2020 has been a wild year for Bitcoin (BTC), crypto in general, and more specifically miners. The year was a rollercoaster for them as we had the outbreak of a global pandemic and the bitcoin halving event. In this article, we look back at what might’ve been one of the craziest years for Bitcoin we’ve ever seen. All data used in this article comes from Blockchain.com.

Hash rate heavily influenced by 2 factors

Bitcoin miners were generating about 97 exahashes per second (EH/s) at the beginning of 2020 after the hash rate was consolidating for a while in the second half of 2019. This trend continued during the first two months of 2020 with miners producing about 123 EH/s at the beginning of March. After reaching this level, the first big event of 2020 happened that would shake up bitcoin miners.

In just a month’s time, the hash rate dropped back to a level of 95 EH/s. The reason for this drop was the outbreak of the coronavirus, which caused mayhem on basically all markets worldwide. The bitcoin price dropped under $3.000, stock markets collapsed and oil prices even went negative. It didn’t take long for the bitcoin price to recover, however. Miners picked up the pieces and started their recovery in preparation for the next big event; the bitcoin halving.

The bitcoin halving would cause mining rewards to be halved from 12,5 BTC to 6,25 BTC. The expectation was that this would have a strong effect on miners as making profits would become a bit harder for them.

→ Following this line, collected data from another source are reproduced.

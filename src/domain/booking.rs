use serde::{Deserialize, Serialize};
use super::customer::Customer;

/// A line of the booking request: the booked product or one of its services.
#[derive(Debug, Clone, PartialEq, Eq, Serialize, Deserialize)]
pub struct BookingItem {
    pub name: String,
    pub code: String,
}

impl BookingItem {
    pub fn new(name: impl Into<String>, code: impl Into<String>) -> Self {
        Self {
            name: name.into(),
            code: code.into(),
        }
    }
}

/// Body posted to the booking endpoint. The booked product is always the
/// first entry of `products`, followed by the selected services in order.
#[derive(Debug, Clone, PartialEq, Eq, Serialize, Deserialize)]
pub struct BookingRequest {
    pub products: Vec<BookingItem>,
    pub customer: Customer,
}

/// Whatever the booking service answered with. Never inspected, only shown.
#[derive(Debug, Clone, PartialEq, Serialize, Deserialize)]
#[serde(transparent)]
pub struct BookingConfirmation(pub serde_json::Value);

impl BookingConfirmation {
    pub fn pretty(&self) -> String {
        serde_json::to_string_pretty(&self.0).unwrap_or_else(|_| self.0.to_string())
    }
}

Right after the halving in May, the hash rate did indeed drop significantly, as expected. The recovery from the corona crash brought the hash rate back to 122 EH/s, but the halving caused it to drop back to 90 EH/s.

The mining industry shows resilience

Even though miners saw two big crashes in hash power, meaning many miners stopped participating for a while due to decreased profits, the hash rate did recover during the rest of 2020. This recovery was strong. More and more miners joined the network again and saw the potential of bitcoin. This recovery got an extra boost as big institutional investors started to see the potential as well, which caused a new wave of institutional money to enter the market.

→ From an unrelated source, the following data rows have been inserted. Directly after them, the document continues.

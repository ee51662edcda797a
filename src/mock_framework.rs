//! # Mock Framework
//!
//! Utilities for testing the storefront without a running wizard actor or a
//! real booking service.
//!
//! Use [`create_mock_client`] to get a [`WizardClient`] and the receiver its
//! requests land on, then answer them with helpers like [`expect_advance`].
//! [`MockGateway`] stands in for the booking service.

use async_trait::async_trait;
use std::collections::VecDeque;
use std::sync::Mutex;
use serde_json::json;
use tokio::sync::{mpsc, oneshot};
use crate::clients::WizardClient;
use crate::domain::{BookingConfirmation, BookingRequest, Product, ServiceId};
use crate::gateway::{BookingGateway, GatewayError};
use crate::messages::{WizardRequest, WizardResponse};
use crate::wizard::Stage;

/// Creates a client whose requests go to a receiver the test controls.
pub fn create_mock_client(buffer_size: usize) -> (WizardClient, mpsc::Receiver<WizardRequest>) {
    let (sender, receiver) = mpsc::channel(buffer_size);
    (WizardClient::new(sender), receiver)
}

/// Helper to verify that the next message is an Advance request
pub async fn expect_advance(receiver: &mut mpsc::Receiver<WizardRequest>) -> Option<WizardResponse<Stage>> {
    match receiver.recv().await {
        Some(WizardRequest::Advance { respond_to }) => Some(respond_to),
        _ => None,
    }
}

/// Helper to verify that the next message is a ToggleService request
pub async fn expect_toggle(receiver: &mut mpsc::Receiver<WizardRequest>) -> Option<(ServiceId, WizardResponse<bool>)> {
    match receiver.recv().await {
        Some(WizardRequest::ToggleService { service_id, respond_to }) => Some((service_id, respond_to)),
        _ => None,
    }
}

/// Helper to verify that the next message is a SubmitBooking request
pub async fn expect_submit(
    receiver: &mut mpsc::Receiver<WizardRequest>,
) -> Option<WizardResponse<BookingConfirmation>> {
    match receiver.recv().await {
        Some(WizardRequest::SubmitBooking { respond_to }) => Some(respond_to),
        _ => None,
    }
}

/// Scripted stand-in for the booking service.
///
/// Submissions pop outcomes from a queue (a generic confirmation once it is
/// empty) and are recorded for later assertions. A gated mock holds the first
/// submission until the returned sender fires, which keeps it "in flight".
#[derive(Default)]
pub struct MockGateway {
    catalog: Vec<Product>,
    outcomes: Mutex<VecDeque<Result<BookingConfirmation, GatewayError>>>,
    requests: Mutex<Vec<BookingRequest>>,
    gate: Mutex<Option<oneshot::Receiver<()>>>,
}

impl MockGateway {
    pub fn new() -> Self {
        Self::default()
    }

    pub fn with_catalog(mut self, catalog: Vec<Product>) -> Self {
        self.catalog = catalog;
        self
    }

    pub fn with_outcome(self, outcome: Result<BookingConfirmation, GatewayError>) -> Self {
        self.outcomes.lock().unwrap().push_back(outcome);
        self
    }

    pub fn gated(self) -> (Self, oneshot::Sender<()>) {
        let (release, gate) = oneshot::channel();
        *self.gate.lock().unwrap() = Some(gate);
        (self, release)
    }

    pub fn requests(&self) -> Vec<BookingRequest> {
        self.requests.lock().unwrap().clone()
    }
}

#[async_trait]
impl BookingGateway for MockGateway {
    async fn fetch_catalog(&self) -> Result<Vec<Product>, GatewayError> {
        Ok(self.catalog.clone())
    }

    async fn submit_booking(&self, request: &BookingRequest) -> Result<BookingConfirmation, GatewayError> {
        self.requests.lock().unwrap().push(request.clone());

        let gate = self.gate.lock().unwrap().take();
        if let Some(gate) = gate {
            let _ = gate.await;
        }

        self.outcomes
            .lock()
            .unwrap()
            .pop_front()
            .unwrap_or_else(|| Ok(BookingConfirmation(json!({"status": "CONFIRMED"}))))
    }
}

#[cfg(test)]
mod tests {
    use super::*;
    use crate::wizard::WizardError;

    #[tokio::test]
    async fn test_mock_client() {
        let (client, mut receiver) = create_mock_client(10);

        let toggle_task = tokio::spawn(async move { client.toggle_service(ServiceId::from(3)).await });

        let (service_id, responder) = expect_toggle(&mut receiver).await.expect("Expected ToggleService request");
        assert_eq!(service_id, ServiceId::from(3));
        responder.send(Ok(true)).unwrap();

        let result = toggle_task.await.unwrap();
        assert_eq!(result, Ok(true));
    }

    #[tokio::test]
    async fn test_dropped_responder_reads_as_closed() {
        let (client, mut receiver) = create_mock_client(10);

        let advance_task = tokio::spawn(async move { client.advance().await });

        let responder = expect_advance(&mut receiver).await.expect("Expected Advance request");
        drop(responder);

        assert_eq!(advance_task.await.unwrap(), Err(WizardError::Closed));
    }

    #[tokio::test]
    async fn test_submission_error_reaches_caller_unchanged() {
        let (client, mut receiver) = create_mock_client(10);

        let submit_task = tokio::spawn(async move { client.submit_booking().await });

        let responder = expect_submit(&mut receiver).await.expect("Expected SubmitBooking request");
        let failure = GatewayError::Transport("connection refused".to_string());
        responder.send(Err(WizardError::Submission(failure.clone()))).unwrap();

        assert_eq!(submit_task.await.unwrap(), Err(WizardError::Submission(failure)));
    }

    #[tokio::test]
    async fn test_mock_gateway_replays_outcomes_in_order() {
        let failure = GatewayError::Status { status: 503, body: String::new() };
        let gateway = MockGateway::new().with_outcome(Err(failure.clone()));
        let request = BookingRequest {
            products: Vec::new(),
            customer: Default::default(),
        };

        assert_eq!(gateway.submit_booking(&request).await, Err(failure));
        assert!(gateway.submit_booking(&request).await.is_ok());
        assert_eq!(gateway.requests().len(), 2);
    }
}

The recovery eventually topped out at 144 EH/s, a 60% increase from the 90 EH/s low in March. This increase of mining participation shows that the industry is indeed still growing and that it is very resilient to almost catastrophic events such as a global pandemic, but also to events that directly impact the income of the miner such as the halving event.

This same trend is visible in miner’s revenues. In the last couple of months the bitcoin price rally, that saw bitcoin break its previous all-time high (ATH) of $20.000, caused miners to see their revenues increase significantly. Miners generate about $30 million per day at the time of writing. It is already more than two years ago that miners together generated this much revenue.

In short, 2020 was a wild year for the world in general, and also bitcoin and crypto miners experienced tough times. But the recovery looks strong which gives hope for a better 2021!